_Description of the task_. Say how many lines in the entries contain "initialized", giving only the number.

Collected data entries
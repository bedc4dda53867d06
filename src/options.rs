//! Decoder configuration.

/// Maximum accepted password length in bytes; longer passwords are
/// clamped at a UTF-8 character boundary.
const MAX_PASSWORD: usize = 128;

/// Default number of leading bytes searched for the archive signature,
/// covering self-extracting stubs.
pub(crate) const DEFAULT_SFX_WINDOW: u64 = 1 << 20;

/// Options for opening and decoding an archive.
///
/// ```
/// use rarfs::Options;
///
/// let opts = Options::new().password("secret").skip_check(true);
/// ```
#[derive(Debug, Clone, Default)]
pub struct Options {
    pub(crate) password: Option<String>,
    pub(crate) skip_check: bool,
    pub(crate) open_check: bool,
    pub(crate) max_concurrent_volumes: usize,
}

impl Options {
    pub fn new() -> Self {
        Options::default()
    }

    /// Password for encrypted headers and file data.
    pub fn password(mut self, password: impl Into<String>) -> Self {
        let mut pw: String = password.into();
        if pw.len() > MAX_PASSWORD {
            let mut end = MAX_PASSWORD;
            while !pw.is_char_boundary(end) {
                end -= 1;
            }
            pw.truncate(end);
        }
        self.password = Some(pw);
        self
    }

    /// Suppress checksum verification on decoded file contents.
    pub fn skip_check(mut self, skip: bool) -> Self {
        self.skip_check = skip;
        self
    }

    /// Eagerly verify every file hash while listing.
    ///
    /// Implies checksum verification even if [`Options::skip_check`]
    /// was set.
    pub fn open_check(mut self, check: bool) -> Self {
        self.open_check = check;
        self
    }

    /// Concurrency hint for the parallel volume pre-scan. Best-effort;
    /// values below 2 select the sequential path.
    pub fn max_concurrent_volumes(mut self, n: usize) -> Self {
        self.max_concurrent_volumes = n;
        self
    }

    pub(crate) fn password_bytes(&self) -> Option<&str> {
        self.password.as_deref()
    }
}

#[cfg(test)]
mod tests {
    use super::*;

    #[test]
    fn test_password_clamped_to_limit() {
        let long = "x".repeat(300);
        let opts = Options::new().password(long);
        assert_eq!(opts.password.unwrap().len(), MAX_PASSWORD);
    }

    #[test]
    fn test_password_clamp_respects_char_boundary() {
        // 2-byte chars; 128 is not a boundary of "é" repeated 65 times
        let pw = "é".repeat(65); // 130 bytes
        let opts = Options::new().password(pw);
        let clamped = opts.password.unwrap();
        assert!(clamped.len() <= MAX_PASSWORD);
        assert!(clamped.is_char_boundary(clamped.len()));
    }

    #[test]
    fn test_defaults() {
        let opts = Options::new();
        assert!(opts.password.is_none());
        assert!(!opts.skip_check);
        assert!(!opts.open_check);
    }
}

--

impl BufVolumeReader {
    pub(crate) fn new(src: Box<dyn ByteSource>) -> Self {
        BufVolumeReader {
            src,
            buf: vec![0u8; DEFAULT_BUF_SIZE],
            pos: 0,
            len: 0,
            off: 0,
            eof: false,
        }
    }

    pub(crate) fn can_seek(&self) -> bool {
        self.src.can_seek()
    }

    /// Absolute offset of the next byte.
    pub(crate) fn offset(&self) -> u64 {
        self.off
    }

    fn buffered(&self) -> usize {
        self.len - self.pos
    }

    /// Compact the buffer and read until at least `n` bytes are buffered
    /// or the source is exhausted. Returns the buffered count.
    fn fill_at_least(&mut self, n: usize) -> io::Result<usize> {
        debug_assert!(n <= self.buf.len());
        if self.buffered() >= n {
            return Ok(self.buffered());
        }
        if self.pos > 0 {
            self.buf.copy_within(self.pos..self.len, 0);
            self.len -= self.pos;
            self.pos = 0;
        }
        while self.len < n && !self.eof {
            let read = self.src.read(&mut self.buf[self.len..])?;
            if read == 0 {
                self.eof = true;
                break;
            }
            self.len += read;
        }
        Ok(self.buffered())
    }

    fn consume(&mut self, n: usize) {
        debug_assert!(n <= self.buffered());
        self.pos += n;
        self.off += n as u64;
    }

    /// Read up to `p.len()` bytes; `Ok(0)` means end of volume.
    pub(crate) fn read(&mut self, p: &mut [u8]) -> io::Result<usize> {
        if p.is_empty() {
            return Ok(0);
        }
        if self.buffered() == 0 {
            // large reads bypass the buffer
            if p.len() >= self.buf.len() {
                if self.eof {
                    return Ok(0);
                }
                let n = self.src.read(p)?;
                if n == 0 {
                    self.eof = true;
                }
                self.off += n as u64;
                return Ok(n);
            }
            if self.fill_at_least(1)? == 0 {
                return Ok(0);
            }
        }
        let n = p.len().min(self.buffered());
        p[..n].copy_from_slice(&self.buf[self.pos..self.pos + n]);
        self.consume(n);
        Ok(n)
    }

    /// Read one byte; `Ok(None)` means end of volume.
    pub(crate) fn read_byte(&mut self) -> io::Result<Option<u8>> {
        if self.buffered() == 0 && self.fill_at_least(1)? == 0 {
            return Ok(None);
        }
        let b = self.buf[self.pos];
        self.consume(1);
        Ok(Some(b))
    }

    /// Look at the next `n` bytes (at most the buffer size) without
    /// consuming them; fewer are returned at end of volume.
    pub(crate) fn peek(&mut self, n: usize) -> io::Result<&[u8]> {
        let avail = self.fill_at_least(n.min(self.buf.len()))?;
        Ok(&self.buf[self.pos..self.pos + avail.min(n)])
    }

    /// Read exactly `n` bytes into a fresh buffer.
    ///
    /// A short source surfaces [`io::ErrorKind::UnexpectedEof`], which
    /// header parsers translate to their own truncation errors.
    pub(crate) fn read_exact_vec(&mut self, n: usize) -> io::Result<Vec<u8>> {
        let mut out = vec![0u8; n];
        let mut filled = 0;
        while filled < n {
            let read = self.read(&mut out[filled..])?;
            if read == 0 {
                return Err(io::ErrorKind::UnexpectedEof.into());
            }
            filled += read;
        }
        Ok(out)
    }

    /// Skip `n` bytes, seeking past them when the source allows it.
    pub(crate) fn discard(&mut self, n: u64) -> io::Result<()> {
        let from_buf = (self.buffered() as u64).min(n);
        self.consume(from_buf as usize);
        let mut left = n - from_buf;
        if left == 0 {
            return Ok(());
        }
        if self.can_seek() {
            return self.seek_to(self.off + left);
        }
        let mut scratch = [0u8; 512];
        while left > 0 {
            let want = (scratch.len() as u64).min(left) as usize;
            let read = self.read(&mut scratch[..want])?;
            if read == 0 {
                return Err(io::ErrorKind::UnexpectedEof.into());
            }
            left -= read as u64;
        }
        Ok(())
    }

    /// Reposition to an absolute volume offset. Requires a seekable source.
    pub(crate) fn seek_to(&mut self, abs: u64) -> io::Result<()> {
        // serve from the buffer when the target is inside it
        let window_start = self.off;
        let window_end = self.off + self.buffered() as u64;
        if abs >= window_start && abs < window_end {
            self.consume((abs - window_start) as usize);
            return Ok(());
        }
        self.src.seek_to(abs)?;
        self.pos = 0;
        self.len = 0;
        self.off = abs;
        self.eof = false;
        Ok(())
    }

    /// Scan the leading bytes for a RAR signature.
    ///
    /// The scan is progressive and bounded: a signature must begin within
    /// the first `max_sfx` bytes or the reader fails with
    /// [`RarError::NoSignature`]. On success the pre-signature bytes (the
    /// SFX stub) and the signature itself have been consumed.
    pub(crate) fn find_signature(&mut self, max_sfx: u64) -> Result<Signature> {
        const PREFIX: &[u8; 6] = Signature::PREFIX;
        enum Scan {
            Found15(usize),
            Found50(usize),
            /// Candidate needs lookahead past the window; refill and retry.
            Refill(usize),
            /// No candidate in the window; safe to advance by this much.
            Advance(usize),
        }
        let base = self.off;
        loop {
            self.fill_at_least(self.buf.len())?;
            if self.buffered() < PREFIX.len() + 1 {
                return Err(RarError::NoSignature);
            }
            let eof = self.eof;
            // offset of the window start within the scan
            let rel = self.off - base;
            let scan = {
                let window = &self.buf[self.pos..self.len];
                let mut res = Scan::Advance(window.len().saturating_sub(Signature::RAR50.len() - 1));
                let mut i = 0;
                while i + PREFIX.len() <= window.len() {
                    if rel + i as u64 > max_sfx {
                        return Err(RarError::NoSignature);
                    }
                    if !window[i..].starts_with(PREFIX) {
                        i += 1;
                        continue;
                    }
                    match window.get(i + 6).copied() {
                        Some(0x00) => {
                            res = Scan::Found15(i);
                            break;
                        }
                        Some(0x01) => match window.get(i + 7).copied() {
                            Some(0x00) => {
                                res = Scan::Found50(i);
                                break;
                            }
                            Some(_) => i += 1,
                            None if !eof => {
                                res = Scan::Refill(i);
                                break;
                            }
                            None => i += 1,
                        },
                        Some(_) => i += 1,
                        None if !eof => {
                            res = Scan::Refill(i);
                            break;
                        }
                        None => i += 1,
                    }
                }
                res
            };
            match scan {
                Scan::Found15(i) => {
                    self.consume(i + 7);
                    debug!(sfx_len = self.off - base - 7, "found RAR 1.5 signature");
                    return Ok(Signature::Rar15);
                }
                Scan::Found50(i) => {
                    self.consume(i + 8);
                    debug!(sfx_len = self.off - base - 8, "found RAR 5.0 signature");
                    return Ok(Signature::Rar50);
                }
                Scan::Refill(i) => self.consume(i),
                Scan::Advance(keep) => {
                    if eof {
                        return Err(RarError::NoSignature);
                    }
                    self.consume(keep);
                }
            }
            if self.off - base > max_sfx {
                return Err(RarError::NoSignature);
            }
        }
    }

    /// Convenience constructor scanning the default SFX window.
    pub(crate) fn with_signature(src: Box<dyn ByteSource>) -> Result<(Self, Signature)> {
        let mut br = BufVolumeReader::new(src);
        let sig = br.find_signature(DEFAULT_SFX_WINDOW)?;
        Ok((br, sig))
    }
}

...

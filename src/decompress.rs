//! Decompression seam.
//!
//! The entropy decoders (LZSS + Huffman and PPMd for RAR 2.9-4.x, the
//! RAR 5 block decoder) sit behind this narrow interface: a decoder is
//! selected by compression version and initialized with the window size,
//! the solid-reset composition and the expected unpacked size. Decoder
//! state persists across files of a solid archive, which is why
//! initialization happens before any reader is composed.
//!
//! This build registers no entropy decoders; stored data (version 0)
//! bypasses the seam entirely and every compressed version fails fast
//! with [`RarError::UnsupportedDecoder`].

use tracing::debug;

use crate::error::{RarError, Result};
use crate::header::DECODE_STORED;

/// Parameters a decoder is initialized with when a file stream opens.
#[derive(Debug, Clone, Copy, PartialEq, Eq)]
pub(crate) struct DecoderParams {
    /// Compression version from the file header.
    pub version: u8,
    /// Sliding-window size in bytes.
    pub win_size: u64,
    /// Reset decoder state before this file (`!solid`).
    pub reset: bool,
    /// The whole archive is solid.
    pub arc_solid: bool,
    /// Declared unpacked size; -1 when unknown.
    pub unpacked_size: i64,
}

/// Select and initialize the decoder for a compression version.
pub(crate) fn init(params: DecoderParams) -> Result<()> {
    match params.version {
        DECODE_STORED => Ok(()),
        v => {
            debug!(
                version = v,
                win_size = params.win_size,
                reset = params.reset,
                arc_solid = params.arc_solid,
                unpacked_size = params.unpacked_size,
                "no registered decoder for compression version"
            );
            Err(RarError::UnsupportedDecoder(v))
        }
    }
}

_Solution to this exercise_. 2